Pack boys prepare for season opener|Play of seniors will be key for WHS

Published 7:00 am Sunday, November 21, 2010

By By EDWIN MODLIN II,, Staff Writer
The Washington High School boys varsity basketball team looks to have a promising season this year with new players and strong leadership returning.
The boys played hard, ran fast and played every shot as though it were their last — and that was just practice.
The Pam Pack will be led by this season by first-year coach Steve Flowers, who replaced former coach Joe Lawrence.

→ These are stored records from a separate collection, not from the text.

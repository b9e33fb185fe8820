// SPDX short identifier: Unlicense

use rand::{
    thread_rng,
    CryptoRng,
    RngCore
};

use ringsig::{
    common::*,
    hashes::*
};

const GENERATOR_HEX: &str = "0279be667ef9dcbbac55a06295ce870b07029bfcdb2dce28d959f2815b16f81798";
const GROUP_ORDER_HEX: &str = "fffffffffffffffffffffffffffffffebaaedce6af48a03bbfd25e8cd0364141";

fn random_scalar() -> Scalar {
    return Scalar::random(&mut thread_rng()).unwrap()
}

///A random source which only ever produces `0xff` bytes, all of them above the group order.
struct SaturatedRng;

impl RngCore for SaturatedRng {
    fn next_u32(&mut self) -> u32 { u32::MAX }
    fn next_u64(&mut self) -> u64 { u64::MAX }
    fn fill_bytes(&mut self, dest: &mut [u8]) {
        dest.fill(0xff);
    }
    fn try_fill_bytes(&mut self, dest: &mut [u8]) -> Result<(), rand::Error> {
        self.fill_bytes(dest);
        return Ok(())
    }
}
impl CryptoRng for SaturatedRng {}

#[test]
fn scalar_arithmetic() {
    let a = random_scalar();
    let b = random_scalar();
    let c = random_scalar();

    assert_eq!(a.add(&b), b.add(&a));
    assert_eq!(a.add(&b).sub(&b), a);
    assert_eq!(a.add(&a.neg()), Scalar::ZERO);
    assert_eq!(a.mul(&b.add(&c)), a.mul(&b).add(&a.mul(&c)));
    assert_eq!(a.mul(&Scalar::ONE), a);
    assert_eq!(a.mul(&Scalar::ZERO), Scalar::ZERO);
    assert_eq!(Scalar::from_u64(2).mul(&Scalar::from_u64(3)), Scalar::from_u64(6));

    //results wrap around the group order
    let order_minus_one = Scalar::ONE.neg();
    assert_eq!(order_minus_one.add(&Scalar::ONE), Scalar::ZERO);
    assert_eq!(Scalar::ZERO.sub(&Scalar::ONE), order_minus_one);
}

#[test]
fn scalar_inverse() {
    for _ in 0..16 {
        let a = random_scalar();
        assert_eq!(a.mul(&a.invert().unwrap()), Scalar::ONE);
    }
    assert_eq!(Scalar::ONE.invert(), Ok(Scalar::ONE));
    assert_eq!(Scalar::ZERO.invert(), Err(ArithmeticError::ZeroInverse));
}

#[test]
fn scalar_encoding() {
    let a = random_scalar();
    assert_eq!(Scalar::from_canonical_bytes(&a.to_bytes()), Ok(a));
    assert_eq!(Scalar::from_hex(&a.to_hex()), Ok(a));
    assert_eq!(Scalar::from_u64(258).to_bytes()[30..], [1, 2]);

    //n itself is not canonical, n - 1 is
    assert_eq!(Scalar::from_hex(GROUP_ORDER_HEX), Err(SerializationError::DecodingError));
    assert_eq!(
        Scalar::from_hex("fffffffffffffffffffffffffffffffebaaedce6af48a03bbfd25e8cd0364140"),
        Ok(Scalar::ONE.neg())
    );
    //but it reduces to zero
    let order: [u8; 32] = hex::decode(GROUP_ORDER_HEX).unwrap().try_into().unwrap();
    assert_eq!(Scalar::from_bytes_mod_order(order), Scalar::ZERO);

    assert!(Scalar::from_canonical_bytes(&[1u8; 31]).is_err());
    assert!(Scalar::from_canonical_bytes(&[1u8; 33]).is_err());
    assert!(Scalar::from_hex("not hex").is_err());

    //bincode
    let bytes = ToBytes::to_bytes(&a).unwrap();
    assert_eq!(bytes.len(), SCALAR_LENGTH);
    assert_eq!(<Scalar as ToBytes>::from_bytes(&bytes), Ok(a));
}

#[test]
fn random_scalars() {
    let a = random_scalar();
    let b = random_scalar();
    assert!(!a.is_zero());
    assert_ne!(a, b);

    //a source which never yields an in range value is given up on
    assert!(Scalar::random(&mut SaturatedRng).is_err());
    assert!(KeyPair::generate(&mut SaturatedRng).is_err());
}

#[test]
fn point_arithmetic() {
    let a = random_scalar();
    let b = random_scalar();

    assert_eq!(CurvePoint::mul_base(&Scalar::ONE), CurvePoint::GENERATOR);
    assert_eq!(CurvePoint::GENERATOR.to_hex(), GENERATOR_HEX);
    assert_eq!(
        CurvePoint::GENERATOR.add(&CurvePoint::GENERATOR),
        CurvePoint::mul_base(&Scalar::from_u64(2))
    );
    assert_eq!(
        CurvePoint::mul_base(&a.add(&b)),
        CurvePoint::mul_base(&a).add(&CurvePoint::mul_base(&b))
    );
    assert_eq!(
        CurvePoint::mul_base(&a).mul(&b),
        CurvePoint::mul_base(&a.mul(&b))
    );
    let p = CurvePoint::mul_base(&b);
    assert_eq!(
        CurvePoint::mul_base_add(&a, &b, &CurvePoint::GENERATOR),
        CurvePoint::mul_base(&a).add(&p)
    );
    assert_eq!(p.sub(&p), CurvePoint::IDENTITY);
    assert_eq!(p.add(&p.neg()), CurvePoint::IDENTITY);
    assert!(CurvePoint::GENERATOR.mul(&Scalar::ZERO).is_identity());
    assert!(!p.is_identity());
}

#[test]
fn point_encoding() {
    let p = CurvePoint::mul_base(&random_scalar());

    //compressed
    let compressed = p.to_bytes();
    assert!(compressed[0] == 0x02 || compressed[0] == 0x03);
    assert_eq!(compressed[0] == 0x03, p.has_odd_y());
    assert_eq!(CurvePoint::from_bytes(&compressed), Ok(p));
    assert_eq!(CurvePoint::from_hex(&p.to_hex()), Ok(p));

    //x-only always lifts to the even y point
    let lifted = CurvePoint::from_bytes(&p.to_x_only()).unwrap();
    assert!(!lifted.has_odd_y());
    match p.has_odd_y() {
        true => assert_eq!(lifted, p.neg()),
        false => assert_eq!(lifted, p)
    }

    //bincode
    let bytes = ToBytes::to_bytes(&p).unwrap();
    assert_eq!(<CurvePoint as ToBytes>::from_bytes(&bytes), Ok(p));
    assert!(ToBytes::to_bytes(&CurvePoint::IDENTITY).is_err());
}

#[test]
fn uncompressed_generator() {
    let generator = hex::decode(concat!(
        "04",
        "79be667ef9dcbbac55a06295ce870b07029bfcdb2dce28d959f2815b16f81798",
        "483ada7726a3c4655da4fbfc0e1108a8fd17b448a68554199c47d08ffb10d4b8"
    )).unwrap();
    assert_eq!(CurvePoint::from_bytes(&generator), Ok(CurvePoint::GENERATOR));

    //nudge y off the curve
    let mut off_curve = generator.clone();
    off_curve[64] ^= 0x01;
    assert_eq!(CurvePoint::from_bytes(&off_curve), Err(PointError::NotOnCurve));
}

#[test]
fn invalid_points() {
    assert_eq!(CurvePoint::from_bytes(&[0u8]), Err(PointError::InvalidLength));
    assert_eq!(CurvePoint::from_bytes(&[2u8; 34]), Err(PointError::InvalidLength));
    assert_eq!(CurvePoint::from_bytes(&[]), Err(PointError::InvalidLength));
    assert_eq!(CurvePoint::from_hex("xyz"), Err(PointError::InvalidEncoding));

    //an x coordinate outside the field
    assert_eq!(CurvePoint::from_bytes(&[0xffu8; 32]), Err(PointError::NotOnCurve));
    let mut compressed = [0xffu8; 33];
    compressed[0] = 0x03;
    assert_eq!(CurvePoint::from_bytes(&compressed), Err(PointError::NotOnCurve));

    //the identity has no encoding
    assert!(CurvePoint::from_bytes(&CurvePoint::IDENTITY.to_bytes()).is_err());

    //bad SEC1 tag bytes
    let generator = CurvePoint::GENERATOR.to_bytes();
    for tag in [0x00u8, 0x01, 0x04, 0x06, 0xff] {
        let mut bad_tag = generator;
        bad_tag[0] = tag;
        assert_eq!(CurvePoint::from_bytes(&bad_tag), Err(PointError::InvalidEncoding));
    }
    let mut uncompressed = [0x11u8; 65];
    uncompressed[0] = 0x02;
    assert_eq!(CurvePoint::from_bytes(&uncompressed), Err(PointError::InvalidEncoding));
}

#[test]
fn domain_separation() {
    let msg = b"ring member";

    assert_eq!(domain_h_bytes(msg, domains::SAG_CHALLENGE), domain_h_bytes(msg, domains::SAG_CHALLENGE));
    assert_ne!(domain_h_bytes(msg, domains::SAG_CHALLENGE), domain_h_bytes(msg, domains::BLSAG_CHALLENGE));
    assert_ne!(domain_h_scalar(msg, domains::KEY_IMAGE), domain_h_scalar(b"ring membeR", domains::KEY_IMAGE));

    //tagged hashers agree with the one-shot functions
    let mut hasher = tagged_hasher(domains::RING_MESSAGE);
    sha2::Digest::update(&mut hasher, msg);
    assert_eq!(finalize_scalar(hasher), domain_h_scalar(msg, domains::RING_MESSAGE));
}

#[test]
fn hash_to_point() {
    let a = domain_h_point(b"first", domains::KEY_IMAGE);
    let b = domain_h_point(b"second", domains::KEY_IMAGE);

    assert_eq!(a, domain_h_point(b"first", domains::KEY_IMAGE));
    assert_ne!(a, b);
    assert_ne!(a, domain_h_point(b"first", domains::SAG_CHALLENGE));
    assert!(!a.is_identity());
    assert!(!a.has_odd_y());
}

Flowers said the team is a young, but there are some key players that have returned for their senior seasons. Washington will look to fill the void of losing post player William Chance to graduation, as well as losing its leading scorer, Taraja Langley and the leading rebounder and shot-blocker, Chris Albritton.

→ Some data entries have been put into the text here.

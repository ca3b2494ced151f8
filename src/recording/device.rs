//! Input device resolution and microphone access.
//!
//! Opening a capture stream requires a [`MicrophoneAccess`] token. The token is
//! handed to the recorder explicitly instead of living in global state, so
//! every component that records can be traced back to the place where access
//! was requested.

use anyhow::{anyhow, Result};
use cpal::traits::{DeviceTrait, HostTrait};

#[cfg(target_os = "linux")]
use std::fs::OpenOptions;
#[cfg(target_os = "linux")]
use std::os::unix::io::AsRawFd;

/// Proof that an input device was resolved and may be opened for capture.
pub struct MicrophoneAccess {
    device: cpal::Device,
    device_name: String,
}

impl MicrophoneAccess {
    /// Requests access to an input device.
    ///
    /// # Arguments
    /// * `device_spec` - "default", a numeric index or a device name
    ///
    /// # Errors
    /// - If no input device is available
    /// - If the requested device cannot be found
    pub fn request(device_spec: &str) -> Result<Self> {
        let device = suppress_alsa_warnings(|| {
            let host = cpal::default_host();

            if device_spec == "default" {
                host.default_input_device()
                    .ok_or_else(|| anyhow!("No audio input device available"))
            } else {
                find_device_by_name(&host, device_spec)
            }
        })?;

        let device_name = device
            .name()
            .unwrap_or_else(|_| "Unknown device".to_string());
        tracing::info!("Microphone access granted: {}", device_name);

        Ok(Self {
            device,
            device_name,
        })
    }

    pub fn device(&self) -> &cpal::Device {
        &self.device
    }

    pub fn device_name(&self) -> &str {
        &self.device_name
    }
}

/// Finds an audio input device by name or numeric index.
///
/// # Errors
/// - If devices cannot be enumerated
/// - If no device with the specified name/index is found
fn find_device_by_name(host: &cpal::Host, device_spec: &str) -> Result<cpal::Device> {
    let devices: Vec<cpal::Device> = host
        .input_devices()
        .map_err(|e| anyhow!("Failed to enumerate devices: {e}"))?
        .collect();

    if let Ok(index) = device_spec.parse::<usize>() {
        let count = devices.len();
        return devices.into_iter().nth(index).ok_or_else(|| {
            anyhow!(
                "Device index {} is out of range (0-{})",
                index,
                count.saturating_sub(1)
            )
        });
    }

    devices
        .into_iter()
        .find(|device| device.name().is_ok_and(|name| name == device_spec))
        .ok_or_else(|| {
            anyhow!(
                "Audio input device '{device_spec}' not found. Use 'voicerec list-devices' to see available devices."
            )
        })
}

/// Temporarily redirects stderr to /dev/null to suppress ALSA library warnings on Linux.
#[cfg(target_os = "linux")]
pub fn suppress_alsa_warnings<F, T>(f: F) -> Result<T>
where
    F: FnOnce() -> Result<T>,
{
    let dev_null = OpenOptions::new()
        .write(true)
        .open("/dev/null")
        .map_err(|e| anyhow!("Failed to open /dev/null: {e}"))?;

    let dev_null_fd = dev_null.as_raw_fd();

    let old_stderr = unsafe { libc::dup(libc::STDERR_FILENO) };
    if old_stderr == -1 {
        return Err(anyhow!("Failed to duplicate stderr"));
    }

    let redirect_result = unsafe { libc::dup2(dev_null_fd, libc::STDERR_FILENO) };
    if redirect_result == -1 {
        unsafe { libc::close(old_stderr) };
        return Err(anyhow!("Failed to redirect stderr"));
    }

    let result = f();

    unsafe {
        libc::dup2(old_stderr, libc::STDERR_FILENO);
        libc::close(old_stderr);
    }

    result
}

/// No ALSA outside Linux, nothing to suppress.
#[cfg(not(target_os = "linux"))]
pub fn suppress_alsa_warnings<F, T>(f: F) -> Result<T>
where
    F: FnOnce() -> Result<T>,
{
    f()
}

“We have a young team, as most of these guys didn’t play varsity last year,” Flowers said. “Brandon Tripp, Ridge Hodges, Josh O’Neil are all returning players, as well as Joseph Conner. All of them had pretty good minutes last year and should be good additions this year.”
According to Flowers, the new guys are learning and the veteran upperclassman are helping them with their game.
“Brandon Tripp and Joseph Conner are our two big guys, about 6’3” and 6’4,” Flowers said. “That’s as big as we get. We have a few six-footers as well.”
Flowers added that O’Neil and Hodges are a couple of really good shooters.
“Ridge is back for his senior year,” he said. “He didn’t start last year, but he got a lot of minutes.”
Ricky Dunlop, an eleventh grader, ruptured his Achilles tendon and will more than likely be out for the season.
“Doctors orders,” Dunlop said. “But I’m going to sit it out and rest up for a couple weeks and then see if I can come back and play.”
Tripp, the “high tower” of the team, seems to be able to float through the air when jumping for a shot, almost as though he were suspended in animation.
Flowers said his team is comprised of roughly half and half of both seniors and underclassman.
“They’re fairly mature, but there is a quiet leadership,” he said. “There’s not any vocal leadership. But the one good thing is that they all get along, so they don’t need to be pushed and told what to do. And if somebody does push, they respond to each other. But it’s a learning process where leadership and maturity do play a key role.
“If we hustle and play hard, because we’ve got a lot of heart, I think we’ll be fine. So hopefully they’ll work hard and play hard and we’ll be good.”
The Pam Pack will debut on Tuesday when it hosts Southside High School at 6 p.m.